Presidential election: Turkey election: Third place gives recommendation for Erdogan

presidential election
Turkey election: Third place gives recommendation for Erdogan

Sinan Ogan supports Recep Tayyip Erdogan (r). photo

© Turkish Presidency/AP/dpa

Turkish President Recep Tayyip Erdogan is going into the run-off election on Sunday with the support of ultra-nationalist Sinan Ogan, who was defeated by him. Has he already won the race with it?

The third-place finisher in the first ballot for the presidency in Turkey has expressed his support for the runoff election for incumbent Recep Tayyip Erdogan. Sinan Ogan called on his constituents to vote for Erdogan in the May 28 vote. Observers had assumed that most of the voters for the right-wing candidate would switch to the Erdogan camp anyway.

As a candidate from an ultra-nationalist party alliance, Sinan Ogan received a good five percent of the vote in the first round, but his electorate is said to be fragmented. It is disputed whether Ogan’s public election recommendation has an influence on those who did not want to vote for Erdogan anyway. Also because the alliance around Ogan announced its dissolution shortly before his speech.

One of the former allies then called Ogan’s statement his “own political preference”. Another ex-alliance member announced his support for the CHP’s Erdogan challenger Kemal Kilicdaroglu on Sunday.

No Assurances

Ogan had previously linked an election recommendation to assurances. He demanded that all refugees had to leave the country or that the “fight against terror” had to be intensified. There were no assurances, he said. However, it has been achieved that the “person” is not “determined” by the pro-Kurdish HDP. Kilicdaroglu started with the support of the HDP. Like Erdogan, Ogan sees her as an extension of the banned Kurdish Workers’ Party PKK. The HDP repeatedly rejects this representation.

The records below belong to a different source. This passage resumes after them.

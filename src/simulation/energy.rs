//! Energy bookkeeping used to judge how well an integrator conserves the
//! invariants of a run

use super::states::System;
use super::vector::{squared_distance, squared_norm};

/// sum_i 1/2 m_i |v_i|^2
pub fn kinetic_energy(sys: &System) -> f64 {
    sys.bodies.iter().map(|b| 0.5 * b.m * squared_norm(b.v)).sum()
}

/// sum_{i<j} -G m_i m_j / r_ij, coincident pairs skipped
pub fn potential_energy(sys: &System) -> f64 {
    let mut pe = 0.0;
    for (i, bi) in sys.bodies.iter().enumerate() {
        for bj in &sys.bodies[i + 1..] {
            let d2 = squared_distance(bi.x, bj.x);
            if d2 == 0.0 {
                continue;
            }
            pe -= sys.g * bi.m * bj.m / d2.sqrt();
        }
    }
    pe
}

pub fn total_energy(sys: &System) -> f64 {
    kinetic_energy(sys) + potential_energy(sys)
}

/// Relative energy error |E - E0| / |E0| (absolute when E0 is zero)
pub fn relative_energy_drift(e0: f64, e: f64) -> f64 {
    if e0 != 0.0 {
        (e - e0).abs() / e0.abs()
    } else {
        (e - e0).abs()
    }
}
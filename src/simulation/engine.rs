//! Simulation driver
//!
//! Owns the `System`, the force set and the growing `Trajectory` for one
//! run. A run can be driven to completion with [`run`], or in chunks through
//! [`Simulation::advance`] so a caller can inspect the state between chunks
//! and decide whether to continue

use log::{debug, error, info, warn};

use crate::error::{Result, SimError};
use crate::simulation::forces::AccelSet;
use crate::simulation::integrator::accelerations_at;
use crate::simulation::params::{Retention, SimulationConfig};
use crate::simulation::states::{BodyId, NVec2, System};
use crate::simulation::trajectory::{Trajectory, TrajectorySample};

// upper bound on the up-front sample allocation, the store grows past it if needed
const MAX_PREALLOCATED_SAMPLES: usize = 1 << 20;

/// Run `initial_system` for the whole duration of `config`
pub fn run(initial_system: System, config: &SimulationConfig) -> Result<Trajectory> {
    let mut sim = Simulation::new(initial_system, config.clone())?;
    sim.run_to_end()?;
    Ok(sim.into_trajectory())
}

pub struct Simulation {
    system: System,
    config: SimulationConfig,
    forces: AccelSet,
    trajectory: Trajectory,
    step: usize, // steps taken so far
    total_steps: usize,
    diverged: Option<(usize, f64, BodyId)>,
}

impl Simulation {
    /// Validate the inputs and record the initial state as sample 0
    pub fn new(system: System, config: SimulationConfig) -> Result<Self> {
        Self::with_forces(system, config, AccelSet::gravity())
    }

    /// Same as [`Simulation::new`] with a custom acceleration set
    pub fn with_forces(system: System, config: SimulationConfig, forces: AccelSet) -> Result<Self> {
        config.validate()?;
        system.validate()?;

        let total_steps = config.steps();
        let kept = match config.retention {
            Retention::All => total_steps.saturating_add(1),
            Retention::EveryNth(n) => total_steps / n + 2,
        };
        let mut trajectory = Trajectory::new(&system, kept.min(MAX_PREALLOCATED_SAMPLES));

        // sample 0 carries the field at the initial positions
        let coupling = config.integrator.coupling(&system);
        let positions: Vec<NVec2> = system.bodies.iter().map(|b| b.x).collect();
        let mut degenerate = 0;
        let accels = accelerations_at(&system, &forces, coupling, &positions, &mut degenerate);
        {
            let diag = trajectory.diagnostics_mut();
            diag.force_evaluations += 1;
            diag.degenerate_pairs += degenerate as u64;
        }
        if degenerate > 0 {
            warn!("initial state has {degenerate} coincident body pair(s); their mutual force is ignored");
        }
        trajectory.push(TrajectorySample::capture(&system, 0, accels))?;

        info!(
            "simulation ready: {} bodies, integrator = {}, dt = {} s, {} days -> {} steps",
            system.bodies.len(),
            config.integrator.name(),
            config.time_step,
            config.duration_days,
            total_steps
        );

        Ok(Self {
            system,
            config,
            forces,
            trajectory,
            step: 0,
            total_steps,
            diverged: None,
        })
    }

    pub fn system(&self) -> &System {
        &self.system
    }

    pub fn config(&self) -> &SimulationConfig {
        &self.config
    }

    pub fn trajectory(&self) -> &Trajectory {
        &self.trajectory
    }

    pub fn into_trajectory(self) -> Trajectory {
        self.trajectory
    }

    pub fn steps_taken(&self) -> usize {
        self.step
    }

    pub fn total_steps(&self) -> usize {
        self.total_steps
    }

    pub fn is_finished(&self) -> bool {
        self.step >= self.total_steps || self.diverged.is_some()
    }

    /// Take one step. Returns `Ok(false)` once the configured duration is
    /// covered; a diverged run keeps returning the divergence error
    pub fn step(&mut self) -> Result<bool> {
        if let Some((step, time, body)) = self.diverged {
            return Err(SimError::NumericalDivergence { step, time, body });
        }
        if self.step >= self.total_steps {
            return Ok(false);
        }

        let stats = self.config.integrator.step(&mut self.system, &self.forces, self.config.time_step);
        self.step += 1;

        let first_degenerate = self.trajectory.diagnostics().degenerate_pairs == 0 && stats.degenerate_pairs > 0;
        {
            let diag = self.trajectory.diagnostics_mut();
            diag.force_evaluations += stats.force_evaluations as u64;
            diag.degenerate_pairs += stats.degenerate_pairs as u64;
        }
        if first_degenerate {
            warn!(
                "step {}: bodies at zero separation, pairwise force treated as zero",
                self.step
            );
        }

        if let Some(body) = self.find_divergent() {
            let (step, time) = (self.step, self.system.t);
            error!(
                "step {step} (t = {time} s): body {body} diverged, dt = {} s is unstable for this system",
                self.config.time_step
            );
            self.diverged = Some((step, time, body));
            return Err(SimError::NumericalDivergence { step, time, body });
        }

        if self.config.retention.keeps(self.step, self.total_steps) {
            self.trajectory.push(TrajectorySample::capture(&self.system, self.step, stats.accels))?;
        }
        Ok(true)
    }

    /// Take up to `n` steps; returns how many were taken
    pub fn advance(&mut self, n: usize) -> Result<usize> {
        let mut taken = 0;
        while taken < n && self.step()? {
            taken += 1;
        }
        debug!("advanced {taken} steps, {}/{} done, t = {} s", self.step, self.total_steps, self.system.t);
        Ok(taken)
    }

    /// Step until the configured duration is covered
    pub fn run_to_end(&mut self) -> Result<()> {
        let chunk = (self.total_steps / 10).max(1);
        while !self.is_finished() {
            self.advance(chunk)?;
        }
        let diag = self.trajectory.diagnostics();
        info!(
            "simulation finished: {} samples, {} force evaluations, {} degenerate pairs",
            self.trajectory.len(),
            diag.force_evaluations,
            diag.degenerate_pairs
        );
        Ok(())
    }

    /// First free body whose state is non-finite or beyond the configured bound
    fn find_divergent(&self) -> Option<BodyId> {
        let bound = self.config.divergence_bound.unwrap_or(f64::INFINITY);
        self.system
            .bodies
            .iter()
            .position(|b| {
                let bad = |v: NVec2| !(v.x.is_finite() && v.y.is_finite()) || v.norm() > bound;
                !b.fixed && (bad(b.x) || bad(b.v))
            })
            .map(BodyId)
    }
}
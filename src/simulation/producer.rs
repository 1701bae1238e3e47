//! Trajectory producers
//!
//! A producer turns the eight positional parameters of the external
//! producer contract into a trajectory. The native producer runs this
//! crate's driver; `ExportFileProducer` picks up what an external producer
//! wrote to its export file. Anything else can implement the same trait and
//! be swapped in without touching the consumer

use std::path::PathBuf;

use log::info;

use crate::error::{Result, SimError};
use crate::export::trajectory_file::{read_positions_file, DEFAULT_EXPORT_FILE};
use crate::simulation::engine;
use crate::simulation::params::{IntegratorKind, SimulationConfig, G_SI};
use crate::simulation::states::{Body, BodyId, NVec2, System};
use crate::simulation::trajectory::{Trajectory, TrajectorySample};

/// Parameters of one producer invocation, in positional-argument order
#[derive(Debug, Clone, Copy, PartialEq)]
pub struct ProducerRequest {
    pub duration_days: f64,
    pub time_step: f64, // seconds
    pub mass_primary: f64, // fixed central mass, kg
    pub mass_secondary: f64, // orbiting mass, kg
    pub initial_distance: f64, // secondary starts at (initial_distance, 0), m
    pub initial_vx: f64, // m/s
    pub initial_vy: f64, // m/s
    pub reference_velocity: f64, // tangential speed added along +y, m/s
}

impl ProducerRequest {
    pub const ARG_COUNT: usize = 8;

    /// Build a request from the positional arguments
    pub fn from_args(args: &[f64]) -> Result<Self> {
        match *args {
            [duration_days, time_step, mass_primary, mass_secondary, initial_distance, initial_vx, initial_vy, reference_velocity] => {
                Ok(Self {
                    duration_days,
                    time_step,
                    mass_primary,
                    mass_secondary,
                    initial_distance,
                    initial_vx,
                    initial_vy,
                    reference_velocity,
                })
            }
            _ => Err(SimError::InvalidConfiguration(format!(
                "expected {} producer arguments, got {}",
                Self::ARG_COUNT,
                args.len()
            ))),
        }
    }

    /// Positional arguments for an external producer process
    pub fn to_args(&self) -> [f64; 8] {
        [
            self.duration_days,
            self.time_step,
            self.mass_primary,
            self.mass_secondary,
            self.initial_distance,
            self.initial_vx,
            self.initial_vy,
            self.reference_velocity,
        ]
    }

    /// Fixed primary at the origin, tracked secondary on the +x axis
    pub fn system(&self, g: f64) -> System {
        let primary = Body::fixed("primary", NVec2::zeros(), self.mass_primary);
        let secondary = Body::new(
            "secondary",
            NVec2::new(self.initial_distance, 0.0),
            NVec2::new(self.initial_vx, self.initial_vy + self.reference_velocity),
            self.mass_secondary,
        );
        System::new(vec![primary, secondary], g).with_tracked(BodyId(1))
    }
}

/// Source of trajectories for a producer request
pub trait TrajectoryProducer {
    fn produce(&self, request: &ProducerRequest) -> Result<Trajectory>;
}

/// Runs the in-crate driver
#[derive(Debug, Clone, Copy)]
pub struct NativeProducer {
    pub g: f64,
    pub integrator: IntegratorKind,
}

impl Default for NativeProducer {
    fn default() -> Self {
        Self {
            g: G_SI,
            integrator: IntegratorKind::SemiImplicitEuler,
        }
    }
}

impl TrajectoryProducer for NativeProducer {
    fn produce(&self, request: &ProducerRequest) -> Result<Trajectory> {
        let config = SimulationConfig::new(request.time_step, request.duration_days, self.integrator);
        engine::run(request.system(self.g), &config)
    }
}

/// Reads the `X;Y` export file an external producer wrote for `request`
///
/// The file only carries the secondary's positions: the primary is recorded
/// at the origin, velocities and accelerations as zero. Samples are spaced
/// `time_step` apart and the file must hold exactly one per step plus the
/// initial state
#[derive(Debug, Clone)]
pub struct ExportFileProducer {
    pub path: PathBuf,
}

impl Default for ExportFileProducer {
    fn default() -> Self {
        Self {
            path: PathBuf::from(DEFAULT_EXPORT_FILE),
        }
    }
}

impl TrajectoryProducer for ExportFileProducer {
    fn produce(&self, request: &ProducerRequest) -> Result<Trajectory> {
        let config = SimulationConfig::new(request.time_step, request.duration_days, IntegratorKind::SemiImplicitEuler);
        config.validate()?;
        let expected = config.steps() + 1;

        let positions = read_positions_file(&self.path)?;
        if positions.len() != expected {
            return Err(SimError::InvalidConfiguration(format!(
                "{} holds {} samples, the request needs {expected}",
                self.path.display(),
                positions.len()
            )));
        }

        let system = request.system(G_SI);
        let names = system.bodies.iter().map(|b| b.name.clone()).collect();
        let secondary = system.tracked.0;
        let mut trajectory = Trajectory::with_bodies(names, expected);
        for (step, x) in positions.into_iter().enumerate() {
            let mut sample_positions = vec![NVec2::zeros(); system.len()];
            sample_positions[secondary] = x;
            trajectory.push(TrajectorySample {
                step,
                t: step as f64 * request.time_step,
                positions: sample_positions,
                velocities: vec![NVec2::zeros(); system.len()],
                accelerations: vec![NVec2::zeros(); system.len()],
            })?;
        }
        info!("read {expected} samples from {}", self.path.display());
        Ok(trajectory)
    }
}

Erdogan should benefit from some votes from the Ogan camp. After winning the first round, he will be the favorite in next Sunday’s election. The incumbent landed a good 4.5 percentage points ahead of second-placed Kilicdaroglu. The alliance around the 69-year-old was also able to secure a majority in parliament – a factor that analysts also see as an advantage for him in the runoff election. Should Kilicdaroglu become president, parliament could block many of his decisions.

Kilicdaroglu tweeted shortly after Ogan’s announcement that it was now clear who was on Turkey’s side and who was selling the country, without mentioning Ogan by name. CHP leader Kilicdaroglu called on around 8.3 million non-voters in the country to cast their vote. Erdogan got 2.5 million more votes than Kilicdaroglu in the first ballot.